═════ TASK INPUTS ═════

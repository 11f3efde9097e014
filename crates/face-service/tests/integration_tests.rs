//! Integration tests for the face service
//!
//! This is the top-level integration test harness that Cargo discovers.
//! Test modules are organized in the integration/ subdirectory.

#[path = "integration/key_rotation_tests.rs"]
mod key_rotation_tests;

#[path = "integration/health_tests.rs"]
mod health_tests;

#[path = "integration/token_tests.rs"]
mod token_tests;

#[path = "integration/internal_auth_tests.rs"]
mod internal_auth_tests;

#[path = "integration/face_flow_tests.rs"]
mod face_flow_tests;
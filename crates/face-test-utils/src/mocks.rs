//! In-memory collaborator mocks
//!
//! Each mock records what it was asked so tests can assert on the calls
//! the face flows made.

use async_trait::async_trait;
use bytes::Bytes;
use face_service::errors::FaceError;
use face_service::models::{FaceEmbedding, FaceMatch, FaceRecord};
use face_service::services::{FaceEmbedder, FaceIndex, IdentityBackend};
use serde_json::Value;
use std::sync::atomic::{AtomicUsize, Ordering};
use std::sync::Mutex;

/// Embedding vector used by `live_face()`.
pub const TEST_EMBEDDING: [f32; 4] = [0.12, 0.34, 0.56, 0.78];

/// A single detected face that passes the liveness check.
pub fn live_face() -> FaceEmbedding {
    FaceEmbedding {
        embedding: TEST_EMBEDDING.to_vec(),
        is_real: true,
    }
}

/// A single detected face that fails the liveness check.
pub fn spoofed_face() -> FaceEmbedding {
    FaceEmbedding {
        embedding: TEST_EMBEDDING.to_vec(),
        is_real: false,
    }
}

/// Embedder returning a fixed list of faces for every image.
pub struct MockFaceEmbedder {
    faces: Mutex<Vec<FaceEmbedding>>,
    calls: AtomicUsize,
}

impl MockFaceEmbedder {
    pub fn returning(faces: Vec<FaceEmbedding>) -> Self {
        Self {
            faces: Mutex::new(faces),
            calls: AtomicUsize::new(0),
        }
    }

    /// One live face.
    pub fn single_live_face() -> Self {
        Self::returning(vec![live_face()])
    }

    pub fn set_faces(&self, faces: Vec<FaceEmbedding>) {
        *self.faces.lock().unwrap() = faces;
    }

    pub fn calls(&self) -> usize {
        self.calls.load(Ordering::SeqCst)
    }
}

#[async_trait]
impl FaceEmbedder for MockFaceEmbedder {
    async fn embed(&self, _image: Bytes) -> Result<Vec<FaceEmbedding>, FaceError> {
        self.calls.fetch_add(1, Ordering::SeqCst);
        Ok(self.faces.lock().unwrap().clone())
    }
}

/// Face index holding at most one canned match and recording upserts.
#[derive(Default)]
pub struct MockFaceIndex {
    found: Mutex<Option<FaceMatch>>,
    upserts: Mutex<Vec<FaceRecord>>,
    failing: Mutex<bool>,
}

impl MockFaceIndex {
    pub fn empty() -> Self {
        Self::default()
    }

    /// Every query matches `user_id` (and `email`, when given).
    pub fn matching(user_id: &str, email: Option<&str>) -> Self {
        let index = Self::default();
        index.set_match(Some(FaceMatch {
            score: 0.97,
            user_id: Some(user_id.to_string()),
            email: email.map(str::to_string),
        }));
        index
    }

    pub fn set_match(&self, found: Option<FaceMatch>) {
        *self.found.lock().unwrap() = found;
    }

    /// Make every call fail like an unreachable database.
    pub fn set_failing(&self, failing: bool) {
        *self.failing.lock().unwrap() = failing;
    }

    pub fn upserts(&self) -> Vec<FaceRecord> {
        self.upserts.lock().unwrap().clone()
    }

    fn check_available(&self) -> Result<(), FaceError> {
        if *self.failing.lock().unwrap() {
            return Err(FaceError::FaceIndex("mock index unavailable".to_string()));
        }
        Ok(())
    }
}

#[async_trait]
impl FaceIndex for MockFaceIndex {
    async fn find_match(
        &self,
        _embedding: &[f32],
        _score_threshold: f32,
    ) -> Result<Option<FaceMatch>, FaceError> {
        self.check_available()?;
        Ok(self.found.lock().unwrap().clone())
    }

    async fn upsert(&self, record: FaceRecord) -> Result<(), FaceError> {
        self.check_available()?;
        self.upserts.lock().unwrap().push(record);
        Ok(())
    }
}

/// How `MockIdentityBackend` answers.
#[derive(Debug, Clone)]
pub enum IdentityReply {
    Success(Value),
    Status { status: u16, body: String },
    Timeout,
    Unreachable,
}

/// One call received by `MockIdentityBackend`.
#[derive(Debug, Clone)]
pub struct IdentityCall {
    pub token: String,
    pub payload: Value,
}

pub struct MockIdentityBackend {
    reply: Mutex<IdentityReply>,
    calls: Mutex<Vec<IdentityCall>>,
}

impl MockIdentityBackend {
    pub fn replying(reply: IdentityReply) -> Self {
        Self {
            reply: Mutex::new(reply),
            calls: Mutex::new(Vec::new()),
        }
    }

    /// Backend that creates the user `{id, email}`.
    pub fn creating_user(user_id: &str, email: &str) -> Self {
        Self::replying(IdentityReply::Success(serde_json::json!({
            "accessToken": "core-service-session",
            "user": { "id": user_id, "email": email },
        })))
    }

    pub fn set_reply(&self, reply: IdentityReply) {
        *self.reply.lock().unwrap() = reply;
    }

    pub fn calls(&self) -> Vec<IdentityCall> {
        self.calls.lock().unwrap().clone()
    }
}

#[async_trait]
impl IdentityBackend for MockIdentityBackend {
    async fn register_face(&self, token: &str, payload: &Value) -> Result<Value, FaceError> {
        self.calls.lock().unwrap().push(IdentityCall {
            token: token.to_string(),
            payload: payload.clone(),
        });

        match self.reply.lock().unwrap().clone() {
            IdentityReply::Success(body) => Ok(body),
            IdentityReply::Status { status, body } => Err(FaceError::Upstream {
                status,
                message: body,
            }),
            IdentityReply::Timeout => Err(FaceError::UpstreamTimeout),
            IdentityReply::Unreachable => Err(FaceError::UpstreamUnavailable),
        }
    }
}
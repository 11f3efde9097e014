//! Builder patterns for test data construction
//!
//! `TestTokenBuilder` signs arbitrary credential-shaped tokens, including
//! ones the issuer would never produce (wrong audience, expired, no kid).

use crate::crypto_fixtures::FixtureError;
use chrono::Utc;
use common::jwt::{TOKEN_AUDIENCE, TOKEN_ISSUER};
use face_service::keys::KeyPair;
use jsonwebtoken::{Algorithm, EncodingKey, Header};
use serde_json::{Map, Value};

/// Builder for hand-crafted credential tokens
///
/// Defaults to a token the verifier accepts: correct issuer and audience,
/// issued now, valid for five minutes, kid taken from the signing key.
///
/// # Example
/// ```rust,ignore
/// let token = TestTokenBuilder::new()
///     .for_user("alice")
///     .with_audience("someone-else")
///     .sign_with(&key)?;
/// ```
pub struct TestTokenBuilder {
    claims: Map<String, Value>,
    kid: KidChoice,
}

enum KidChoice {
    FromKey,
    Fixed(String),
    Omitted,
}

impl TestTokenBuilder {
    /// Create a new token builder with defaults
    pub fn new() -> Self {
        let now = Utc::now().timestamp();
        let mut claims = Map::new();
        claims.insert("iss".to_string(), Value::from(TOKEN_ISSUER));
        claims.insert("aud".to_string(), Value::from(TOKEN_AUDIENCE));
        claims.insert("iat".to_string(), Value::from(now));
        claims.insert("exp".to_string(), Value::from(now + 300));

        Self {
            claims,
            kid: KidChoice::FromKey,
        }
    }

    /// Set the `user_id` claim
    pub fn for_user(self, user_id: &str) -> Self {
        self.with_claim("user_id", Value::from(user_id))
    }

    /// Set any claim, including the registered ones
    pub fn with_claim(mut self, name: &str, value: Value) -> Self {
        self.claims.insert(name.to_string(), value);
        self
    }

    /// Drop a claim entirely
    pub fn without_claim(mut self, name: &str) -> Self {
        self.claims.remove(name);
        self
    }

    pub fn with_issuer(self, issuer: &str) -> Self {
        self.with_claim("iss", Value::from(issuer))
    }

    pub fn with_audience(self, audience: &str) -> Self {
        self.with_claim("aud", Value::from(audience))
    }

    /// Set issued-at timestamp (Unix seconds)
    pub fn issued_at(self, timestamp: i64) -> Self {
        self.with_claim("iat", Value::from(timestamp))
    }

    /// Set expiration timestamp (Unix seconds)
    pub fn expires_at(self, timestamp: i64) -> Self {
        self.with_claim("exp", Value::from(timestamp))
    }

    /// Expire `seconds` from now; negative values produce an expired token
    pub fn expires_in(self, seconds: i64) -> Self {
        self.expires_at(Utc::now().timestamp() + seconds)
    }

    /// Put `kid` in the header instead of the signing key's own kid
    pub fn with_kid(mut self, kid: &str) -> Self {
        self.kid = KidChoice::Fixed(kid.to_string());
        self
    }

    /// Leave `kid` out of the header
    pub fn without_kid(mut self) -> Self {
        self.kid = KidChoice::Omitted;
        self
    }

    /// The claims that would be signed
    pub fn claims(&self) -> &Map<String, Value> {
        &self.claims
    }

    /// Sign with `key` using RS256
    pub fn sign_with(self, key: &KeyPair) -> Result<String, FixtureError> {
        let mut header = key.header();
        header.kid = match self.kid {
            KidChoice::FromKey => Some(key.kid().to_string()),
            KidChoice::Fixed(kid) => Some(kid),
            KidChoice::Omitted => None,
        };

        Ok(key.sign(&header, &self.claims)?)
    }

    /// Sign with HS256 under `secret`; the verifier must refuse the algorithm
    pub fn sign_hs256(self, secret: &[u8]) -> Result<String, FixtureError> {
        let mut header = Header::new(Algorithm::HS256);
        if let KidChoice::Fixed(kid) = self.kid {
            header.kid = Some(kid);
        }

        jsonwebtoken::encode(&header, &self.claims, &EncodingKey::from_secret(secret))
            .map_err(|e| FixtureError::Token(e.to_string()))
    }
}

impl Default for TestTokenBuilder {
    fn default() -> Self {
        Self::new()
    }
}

═════

• _WHAT YOU NEED TO DO_: Output should match, line for line, the stretch of the material above from the line holding "the face service" through the line holding "use bytes::Bytes;".

• _RESPONSE TO THIS TASK_:
//! Integration tests for the face service
//!
//! This is the top-level integration test harness that Cargo discovers.
//! Test modules are organized in the integration/ subdirectory.

#[path = "integration/key_rotation_tests.rs"]
mod key_rotation_tests;

#[path = "integration/health_tests.rs"]
mod health_tests;

#[path = "integration/token_tests.rs"]
mod token_tests;

#[path = "integration/internal_auth_tests.rs"]
mod internal_auth_tests;

#[path = "integration/face_flow_tests.rs"]
mod face_flow_tests;
filename crates/face-test-utils/src/mocks.rs
//! In-memory collaborator mocks
//!
//! Each mock records what it was asked so tests can assert on the calls
//! the face flows made.

use async_trait::async_trait;
use bytes::Bytes;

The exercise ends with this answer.